Sadly, sociopaths will read this as a huge self-justification.

That said, Fleitman is missing a page. Or two or three.

The first missing page? That is Goleman's varieties of intelligence. Especially when we get to the whole nine types idea, shown in one form here, emotional intelligence and interpersonal intelligence both offer the ability, even if not evolved for that, to detect others' bullshit.

Second, of course, as I've written many times, much of ev psych is pseudoscience. If Fleitman's ideas about why intelligence evolved are based on things like the Era of Evolutionary Adaptation, well, then they're also pseudoscience.

Finally, of course, we're NOT an ev psycher in this corner, nor are we Aristotelian final causers. Human intelligence did NOT evolve "for" better bullshitting, or "for" anything else. It was adapted "for" certain things after it evolved, and that adaptation was part of cultural evolution.

(Doorknob help us if the Ev Psychers try to trump this with a full-on ev psych based version of cultural evolution. Not that that's not already half their program.)

I will give Fleischman credit for not overstating her case, mainly through using the phrase "associated with."

For my take on Jaynes?


The Origin of Consciousness in the Breakdown of the Bicameral MindThe Origin of Consciousness in the Breakdown of the Bicameral Mind by Julian Jaynes
My rating: 4 of 5 stars

It's been what, a decade or nearly so, since I last read this, so this review (I thought I had done one, but guess not) is from memory.
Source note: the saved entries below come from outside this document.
//! Shared helpers for the integration tests.
//!
//! - Fixtures: stores, sinks, contexts and chains
//! - Test steps with observable side effects
//! - Custom assertions

pub mod assertions;
pub mod fixtures;
pub mod steps;

#[allow(unused_imports)]
pub use assertions::*;
#[allow(unused_imports)]
pub use fixtures::*;
#[allow(unused_imports)]
pub use steps::*;
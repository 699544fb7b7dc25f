//! Attribute release steps.

use super::base::{PipelineStep, StepEnv, StepOutcome, StepResult};
use ac_protocol::{AuthContext, RejectReason};
use async_trait::async_trait;
use std::collections::BTreeSet;

/// Drops every attribute not on the allow-list.
pub struct AttributeLimit {
    allowed: BTreeSet<String>,
}

impl AttributeLimit {
    pub fn new(allowed: impl IntoIterator<Item = String>) -> Self {
        Self {
            allowed: allowed.into_iter().collect(),
        }
    }
}

#[async_trait]
impl PipelineStep for AttributeLimit {
    fn kind(&self) -> &'static str {
        "attribute-limit"
    }

    async fn process(
        &self,
        context: &mut AuthContext,
        _env: &StepEnv<'_>,
    ) -> StepResult<StepOutcome> {
        context
            .attributes
            .retain(|name, _| self.allowed.contains(name));
        Ok(StepOutcome::Continue)
    }
}

/// Rejects the chain unless every listed attribute has a value.
pub struct AttributeRequire {
    required: Vec<String>,
}

impl AttributeRequire {
    pub fn new(required: Vec<String>) -> Self {
        Self { required }
    }
}

#[async_trait]
impl PipelineStep for AttributeRequire {
    fn kind(&self) -> &'static str {
        "attribute-require"
    }

    async fn process(
        &self,
        context: &mut AuthContext,
        _env: &StepEnv<'_>,
    ) -> StepResult<StepOutcome> {
        let names: Vec<String> = self
            .required
            .iter()
            .filter(|name| context.value_count(name) == 0)
            .cloned()
            .collect();
        if names.is_empty() {
            Ok(StepOutcome::Continue)
        } else {
            Ok(StepOutcome::Reject(RejectReason::MissingAttributes { names }))
        }
    }
}
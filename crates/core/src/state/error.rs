//! Error types for state persistence.

use ac_protocol::{ChainId, ChainStatus, StateId};
use std::path::PathBuf;
use thiserror::Error;

/// Errors raised by a [`StateStore`](super::StateStore) or by lifecycle transitions.
#[derive(Error, Debug)]
pub enum StateError {
    /// The identifier is unknown or its entry has expired.
    #[error("State {0} not found or expired")]
    NotFound(StateId),

    /// The entry was saved by another chain definition.
    #[error("State {id} belongs to chain {found}, expected {expected}")]
    ChainMismatch {
        id: StateId,
        expected: ChainId,
        found: ChainId,
    },

    /// Another request holds the resume lease for this identifier.
    #[error("State {0} is already being resumed")]
    ConcurrentResumption(StateId),

    /// The stored snapshot could not be encoded or decoded.
    #[error("Failed to serialize state {id}: {source}")]
    Serialization {
        id: StateId,
        source: serde_json::Error,
    },

    /// The stored snapshot decoded but does not match its entry.
    #[error("Corrupt state {id}: {reason}")]
    Corrupt { id: StateId, reason: String },

    /// The backing storage failed.
    #[error("State store I/O error at {path:?}: {source}")]
    Io {
        path: PathBuf,
        source: std::io::Error,
    },

    /// A lifecycle transition that the state machine does not allow.
    #[error("Invalid chain transition from {from:?} to {to:?}")]
    InvalidTransition { from: ChainStatus, to: ChainStatus },
}

/// Type alias for Result with StateError.
pub type StateResult<T> = Result<T, StateError>;
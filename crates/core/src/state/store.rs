//! The state store contract and its stored record.

use super::error::{StateError, StateResult};
use ac_protocol::{AuthContext, ChainId, StateId};
use async_trait::async_trait;
use chrono::{DateTime, TimeDelta, Utc};
use serde::{Deserialize, Serialize};
use std::time::Duration;

/// Versioned envelope written into [`StateEntry::serialized_context`].
#[derive(Serialize)]
#[serde(tag = "schema")]
enum SnapshotRef<'a> {
    #[serde(rename = "v1")]
    V1 {
        chain_id: &'a ChainId,
        context: &'a AuthContext,
    },
}

#[derive(Deserialize)]
#[serde(tag = "schema", deny_unknown_fields)]
enum Snapshot {
    #[serde(rename = "v1")]
    V1 {
        chain_id: ChainId,
        context: AuthContext,
    },
}

/// One persisted snapshot of a suspended chain.
#[derive(Serialize, Deserialize, Debug, Clone, PartialEq)]
pub struct StateEntry {
    pub identifier: StateId,
    pub chain_id: ChainId,
    pub serialized_context: String,
    pub created_at: DateTime<Utc>,
    pub expires_at: DateTime<Utc>,
}

impl StateEntry {
    /// Snapshot `context`, expiring `ttl` from now.
    pub fn new(context: &AuthContext, ttl: Duration) -> StateResult<Self> {
        let serialized_context = serde_json::to_string(&SnapshotRef::V1 {
            chain_id: &context.chain_id,
            context,
        })
        .map_err(|source| StateError::Serialization {
            id: context.identifier.clone(),
            source,
        })?;

        let created_at = Utc::now();
        let expires_at = TimeDelta::from_std(ttl)
            .ok()
            .and_then(|delta| created_at.checked_add_signed(delta))
            .unwrap_or(DateTime::<Utc>::MAX_UTC);

        Ok(Self {
            identifier: context.identifier.clone(),
            chain_id: context.chain_id.clone(),
            serialized_context,
            created_at,
            expires_at,
        })
    }

    /// An entry is expired from `expires_at` onwards.
    pub fn is_expired_at(&self, now: DateTime<Utc>) -> bool {
        now >= self.expires_at
    }

    pub fn is_expired(&self) -> bool {
        self.is_expired_at(Utc::now())
    }

    /// Check the entry against `expected` without decoding it.
    pub fn check_chain(&self, expected: &ChainId) -> StateResult<()> {
        if &self.chain_id == expected {
            Ok(())
        } else {
            Err(StateError::ChainMismatch {
                id: self.identifier.clone(),
                expected: expected.clone(),
                found: self.chain_id.clone(),
            })
        }
    }

    /// Decode a fresh, independent copy of the stored context.
    pub fn decode(&self) -> StateResult<AuthContext> {
        let Snapshot::V1 { chain_id, context } = serde_json::from_str(&self.serialized_context)
            .map_err(|source| StateError::Serialization {
                id: self.identifier.clone(),
                source,
            })?;

        if chain_id != self.chain_id || context.chain_id != self.chain_id {
            return Err(StateError::Corrupt {
                id: self.identifier.clone(),
                reason: "snapshot chain does not match entry".to_string(),
            });
        }
        if context.identifier != self.identifier {
            return Err(StateError::Corrupt {
                id: self.identifier.clone(),
                reason: "snapshot identifier does not match entry".to_string(),
            });
        }
        Ok(context)
    }
}

/// Durable, expiring storage for suspended chain contexts.
///
/// The identifier and chain id of a snapshot are taken from the context
/// itself. Expired entries are treated as absent by every read.
#[async_trait]
pub trait StateStore: Send + Sync {
    /// Persist a snapshot, replacing any entry with the same identifier.
    ///
    /// Clears a resume lease held on the identifier.
    async fn save(&self, context: &AuthContext, ttl: Duration) -> StateResult<()>;

    /// Load a snapshot for resumption and take the resume lease.
    ///
    /// # Errors
    ///
    /// - `NotFound` if absent or expired
    /// - `ChainMismatch` if stored under another chain
    /// - `ConcurrentResumption` if another live lease exists
    async fn load(&self, id: &StateId, expected: &ChainId) -> StateResult<AuthContext>;

    /// Like [`load`](Self::load) but without taking a lease.
    async fn peek(&self, id: &StateId, expected: &ChainId) -> StateResult<AuthContext>;

    /// Drop the resume lease, leaving the entry in place.
    async fn release(&self, id: &StateId) -> StateResult<()>;

    /// Remove an entry. Removing an absent entry is not an error.
    async fn delete(&self, id: &StateId) -> StateResult<()>;

    /// Physically remove expired entries, returning how many were removed.
    async fn purge_expired(&self) -> StateResult<usize>;
}
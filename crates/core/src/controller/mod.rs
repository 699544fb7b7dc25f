//! Request handlers at the rendering boundary.
//!
//! Handlers take a route's query parameters and answer with either a named
//! template plus its variables, or a redirect. Nothing here produces HTML;
//! rendering belongs to whoever serves the [`View`].

use crate::engine::{
    parse_state_id, ChainError, ChainOutcome, ChainRegistry, ChainResult, ErrorClass,
    ProcessingChain,
};
use crate::steps::short_interval;
use crate::urls::{sp_login_url, UrlPolicy, STATE_ID_PARAM};
use ac_protocol::{AuthContext, EntityRef, RejectReason, StateId, View};
use serde_json::json;
use std::collections::{BTreeMap, HashMap};
use std::time::Duration;

pub const CARDINALITY_TEMPLATE: &str = "core:cardinality_error.twig";
pub const NO_COOKIE_TEMPLATE: &str = "core:no_cookie.twig";
pub const SHORT_SSO_INTERVAL_TEMPLATE: &str = "core:short_sso_interval.twig";
pub const COMPLETED_TEMPLATE: &str = "core:completed.twig";
pub const REJECTED_TEMPLATE: &str = "core:rejected.twig";
pub const ERROR_TEMPLATE: &str = "core:error.twig";
pub const STATE_EXPIRED_TEMPLATE: &str = "core:state_expired.twig";

/// Query flag acknowledging a warning page.
pub const CONTINUE_PARAM: &str = "continue";

/// What the caller should send back to the user agent.
#[derive(Debug, Clone, PartialEq)]
pub enum Response {
    View(View),
    Redirect(String),
}

impl Response {
    pub fn status(&self) -> u16 {
        match self {
            Response::View(view) => view.status,
            Response::Redirect(_) => 302,
        }
    }
}

pub struct FlowController {
    registry: ChainRegistry,
    urls: UrlPolicy,
    retry_delay: Duration,
}

impl FlowController {
    pub fn new(registry: ChainRegistry, urls: UrlPolicy) -> Self {
        Self {
            registry,
            urls,
            retry_delay: Duration::from_millis(50),
        }
    }

    /// Delay before the single retry of a resumption that lost a race.
    pub fn with_retry_delay(mut self, retry_delay: Duration) -> Self {
        self.retry_delay = retry_delay;
        self
    }

    pub fn registry(&self) -> &ChainRegistry {
        &self.registry
    }

    /// Start `chain_id` with `context` and render the outcome.
    pub async fn start(&self, chain_id: &str, context: AuthContext) -> ChainResult<Response> {
        let chain = self.registry.get(chain_id)?;
        let outcome = chain.start(context).await?;
        Ok(self.render_outcome(outcome))
    }

    /// Attribute cardinality conflict page.
    pub fn cardinality(
        &self,
        attributes: &BTreeMap<String, Vec<String>>,
        source: Option<&EntityRef>,
    ) -> View {
        let mut view = View::new(CARDINALITY_TEMPLATE)
            .with_status(403)
            .with_data("cardinalityErrorAttributes", json!(attributes));
        if let Some(auth_source) = source.and_then(|source| source.auth_source.as_deref()) {
            view = view.with_data("LogoutURL", sp_login_url(self.urls.base_url(), auth_source));
        }
        view
    }

    /// Page shown when the session cookie did not survive a redirect.
    ///
    /// The retry link is only offered when it passes the URL allow-list.
    pub fn nocookie(&self, query: &HashMap<String, String>) -> View {
        let retry = query
            .get("retryURL")
            .and_then(|candidate| self.urls.check_url_allowed(candidate));
        if retry.is_none() && query.contains_key("retryURL") {
            tracing::warn!("Dropping retry URL that failed the allow-list check");
        }
        View::new(NO_COOKIE_TEMPLATE).with_data("retryURL", retry)
    }

    /// Warning page for a repeated SSO within a short interval.
    ///
    /// With `continue` present the chain resumes; otherwise the warning is
    /// rendered and the state stays untouched.
    pub async fn short_sso_interval(
        &self,
        chain_id: &str,
        query: &HashMap<String, String>,
    ) -> ChainResult<Response> {
        let id = parse_state_id(query.get(STATE_ID_PARAM).map(String::as_str))?;
        let chain = self.registry.get(chain_id)?;
        let context = chain.inspect(&id).await?;

        if context.metadata.stage.as_deref() != Some(short_interval::KIND) {
            return Err(ChainError::StageMismatch {
                expected: short_interval::KIND.to_string(),
                found: context.metadata.stage,
            });
        }

        if query.contains_key(CONTINUE_PARAM) {
            let outcome = self.resume_with_retry(&chain, &id).await?;
            return Ok(self.render_outcome(outcome));
        }

        Ok(Response::View(
            View::new(SHORT_SSO_INTERVAL_TEMPLATE)
                .with_data("params", json!({ STATE_ID_PARAM: id.as_str() }))
                .with_data("trackId", context.metadata.track_id)
                .with_data("autofocus", "contbutton"),
        ))
    }

    /// Administratively end a suspended chain.
    pub async fn abort(&self, chain_id: &str, id: &StateId) -> ChainResult<()> {
        self.registry.get(chain_id)?.abort(id).await
    }

    async fn resume_with_retry(
        &self,
        chain: &ProcessingChain,
        id: &StateId,
    ) -> ChainResult<ChainOutcome> {
        match chain.resume(id).await {
            Err(ChainError::ConcurrentResumption(_)) => {
                tracing::warn!(state_id = %id, "Lost resumption race, retrying once");
                tokio::time::sleep(self.retry_delay).await;
                chain.resume(id).await
            }
            other => other,
        }
    }

    pub fn render_outcome(&self, outcome: ChainOutcome) -> Response {
        match outcome {
            ChainOutcome::Suspended(continuation) => Response::Redirect(continuation.url),
            ChainOutcome::Terminated(result) => Response::View(
                View::new(COMPLETED_TEMPLATE)
                    .with_data("destination", result.destination.map(|d| d.entity_id))
                    .with_data("attributes", json!(result.attributes)),
            ),
            ChainOutcome::Rejected {
                reason: RejectReason::Cardinality { attributes },
                source,
                ..
            } => Response::View(self.cardinality(&attributes, source.as_ref())),
            ChainOutcome::Rejected { reason, .. } => {
                let mut view = View::new(REJECTED_TEMPLATE)
                    .with_status(403)
                    .with_data("reason", reason.kind());
                match reason {
                    RejectReason::MissingAttributes { names } => {
                        view = view.with_data("missingAttributes", names);
                    }
                    RejectReason::Denied { message } => {
                        view = view.with_data("message", message);
                    }
                    RejectReason::Cardinality { .. } | RejectReason::Aborted => {}
                }
                Response::View(view)
            }
        }
    }

    /// Render a failure without exposing internal state.
    pub fn render_error(&self, error: &ChainError) -> View {
        let class = error.class();
        let status = class.status_code();
        match class {
            ErrorClass::BadRequest => {
                tracing::info!(error = %error, "Bad request");
                View::new(ERROR_TEMPLATE)
                    .with_status(status)
                    .with_data("message", error.to_string())
            }
            ErrorClass::Expired => {
                tracing::info!(error = %error, "State expired");
                View::new(STATE_EXPIRED_TEMPLATE).with_status(status)
            }
            ErrorClass::Transient => {
                tracing::warn!(error = %error, "Concurrent resumption");
                View::new(ERROR_TEMPLATE)
                    .with_status(status)
                    .with_data("message", "This request is already being processed.")
            }
            ErrorClass::Configuration | ErrorClass::Internal => {
                tracing::error!(error = %error, "Chain processing failed");
                View::new(ERROR_TEMPLATE)
                    .with_status(status)
                    .with_data("message", "An internal error occurred.")
            }
        }
    }

    /// Collapse a handler result into a response.
    pub fn respond(&self, result: ChainResult<Response>) -> Response {
        result.unwrap_or_else(|e| Response::View(self.render_error(&e)))
    }
}
//! Daily rotating statistics files.
//!
//! Each event becomes one line in `<directory>/<YYYY-MM-DD>.log`:
//!
//! ```text
//! 2024-01-01T23:59:59.999Z {"timestamp":"2024-01-01T23:59:59.999Z","kind":"...","fields":{...}}
//! ```
//!
//! The file is chosen by the event's own timestamp, not the wall clock. A
//! new file is opened lazily on the first event of a different day, and the
//! previous handle is closed at that point.

use super::error::{SinkError, SinkResult};
use super::EventSink;
use ac_protocol::Event;
use std::fs::{File, OpenOptions};
use std::io::Write;
use std::path::{Path, PathBuf};
use std::sync::{Mutex, PoisonError};

#[derive(Debug)]
struct OpenLog {
    date: String,
    path: PathBuf,
    file: File,
}

/// [`EventSink`] writing one file per UTC day.
#[derive(Debug)]
pub struct FileEventSink {
    directory: PathBuf,
    current: Mutex<Option<OpenLog>>,
}

impl FileEventSink {
    /// Create a sink writing into `directory`, which must already exist.
    pub fn new(directory: impl Into<PathBuf>) -> SinkResult<Self> {
        let directory = directory.into();
        if !directory.is_dir() {
            return Err(SinkError::MissingDirectory(directory));
        }
        Ok(Self {
            directory,
            current: Mutex::new(None),
        })
    }

    pub fn directory(&self) -> &Path {
        &self.directory
    }

    /// Path of the file receiving events of `date` (`YYYY-MM-DD`).
    pub fn file_for(&self, date: &str) -> PathBuf {
        self.directory.join(format!("{date}.log"))
    }

    fn open(&self, date: &str) -> SinkResult<OpenLog> {
        let path = self.file_for(date);
        // std::fs::File is unbuffered: every write reaches the OS immediately.
        let file = OpenOptions::new()
            .create(true)
            .append(true)
            .open(&path)
            .map_err(|source| SinkError::Open {
                path: path.clone(),
                source,
            })?;
        tracing::debug!(path = ?path, "Opened statistics log");
        Ok(OpenLog {
            date: date.to_string(),
            path,
            file,
        })
    }

    /// Write `event`, rolling over to another file if its day differs.
    pub fn write_event(&self, event: &Event) -> SinkResult<()> {
        let date = event.day();
        let line = format!("{} {}\n", event.timestamp_text(), serde_json::to_string(event)?);

        let mut current = self.current.lock().unwrap_or_else(PoisonError::into_inner);
        if current.as_ref().map(|log| log.date.as_str()) != Some(date.as_str()) {
            // Drop the old handle before opening the next day.
            *current = None;
            *current = Some(self.open(&date)?);
        }

        if let Some(log) = current.as_mut() {
            log.file
                .write_all(line.as_bytes())
                .and_then(|()| log.file.flush())
                .map_err(|source| SinkError::Write {
                    path: log.path.clone(),
                    source,
                })?;
        }
        Ok(())
    }

    /// Close the open file, if any.
    pub fn close(&self) {
        let mut current = self.current.lock().unwrap_or_else(PoisonError::into_inner);
        *current = None;
    }
}

impl EventSink for FileEventSink {
    fn emit(&self, event: Event) {
        if let Err(e) = self.write_event(&event) {
            tracing::warn!(error = %e, kind = %event.kind, "Failed to write statistics event");
        }
    }
}

#[cfg(test)]
mod tests {
    use super::*;
    use chrono::{TimeDelta, TimeZone, Utc};
    use tempfile::tempdir;

    #[test]
    fn test_missing_directory_is_rejected() {
        let dir = tempdir().unwrap();
        let result = FileEventSink::new(dir.path().join("nope"));
        assert!(matches!(result, Err(SinkError::MissingDirectory(_))));
    }

    #[test]
    fn test_file_path_is_rejected_as_directory() {
        let dir = tempdir().unwrap();
        let file = dir.path().join("plain");
        std::fs::write(&file, "").unwrap();
        assert!(matches!(
            FileEventSink::new(file),
            Err(SinkError::MissingDirectory(_))
        ));
    }

    #[test]
    fn test_line_format() {
        let dir = tempdir().unwrap();
        let sink = FileEventSink::new(dir.path()).unwrap();
        let ts = Utc.with_ymd_and_hms(2024, 3, 5, 8, 9, 10).unwrap() + TimeDelta::milliseconds(7);
        sink.emit(Event::at(ts, "core:test").with_field("k", "v"));

        let content = std::fs::read_to_string(dir.path().join("2024-03-05.log")).unwrap();
        assert!(content.starts_with("2024-03-05T08:09:10.007Z {"));
        assert!(content.ends_with("}\n"));
        let json: serde_json::Value =
            serde_json::from_str(content.trim_end().split_once(' ').unwrap().1).unwrap();
        assert_eq!(json["kind"], "core:test");
        assert_eq!(json["fields"]["k"], "v");
    }

    #[test]
    fn test_appends_to_existing_file() {
        let dir = tempdir().unwrap();
        std::fs::write(dir.path().join("2024-03-05.log"), "earlier\n").unwrap();
        let sink = FileEventSink::new(dir.path()).unwrap();
        let ts = Utc.with_ymd_and_hms(2024, 3, 5, 12, 0, 0).unwrap();
        sink.emit(Event::at(ts, "core:test"));

        let content = std::fs::read_to_string(dir.path().join("2024-03-05.log")).unwrap();
        assert_eq!(content.lines().count(), 2);
        assert!(content.starts_with("earlier\n"));
    }

    #[test]
    fn test_write_failure_is_not_propagated() {
        let dir = tempdir().unwrap();
        let sink = FileEventSink::new(dir.path()).unwrap();
        // A directory where the day's file should be makes the open fail.
        std::fs::create_dir(dir.path().join("2024-03-05.log")).unwrap();
        let ts = Utc.with_ymd_and_hms(2024, 3, 5, 12, 0, 0).unwrap();
        assert!(sink.write_event(&Event::at(ts, "core:test")).is_err());
        sink.emit(Event::at(ts, "core:test"));
    }
}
That said, I first read it in the early 1990s, when finishing up a graduate divinity degree and transitioning into a secularist.

Academics largely savaged the book at the time, but it's made somewhat of a comeback with them as well as the general public since then. In the world of philosophy, Jaynes' ideas somewhat parallel Dennett's subselves. Similar ideas have taken further root in psychology.

But, the biggie? Jaynes remains less than fully convincing in the when and why of how consciousness originated, both on general anthropology and on philosophy of religion.

The idea that god(s) might originally have been inner voices? Yes, not a totally unreasonable hypothesis.

But, why did these voices become "god(s)" when, as more and more cave paintings showed, some sort of religious experience may well have paralleled, not followed, the development of human language? Not really answered.

Also not really answered is why they STOPPED being internalized and instead became externalized.

Finally, although Jaynes doesn't go heavily into New Agey left brain/right brain stuff, he does drift a bit that way.

At the same time, the book remains provocative enough to get four stars, not three.

View all my reviews

Per Jaynes, and per Fleischman, to the degree she's on to something? Many people often tell themselves the best bullshit. And, per Goleman et al, they are highly lacking in intrapersonal intelligence. As a result, they can often get themselves wrapped around their own axle by someone who is transparent and guileless. Some of the greatest short stories in literature and parables in philosophy are about exactly this.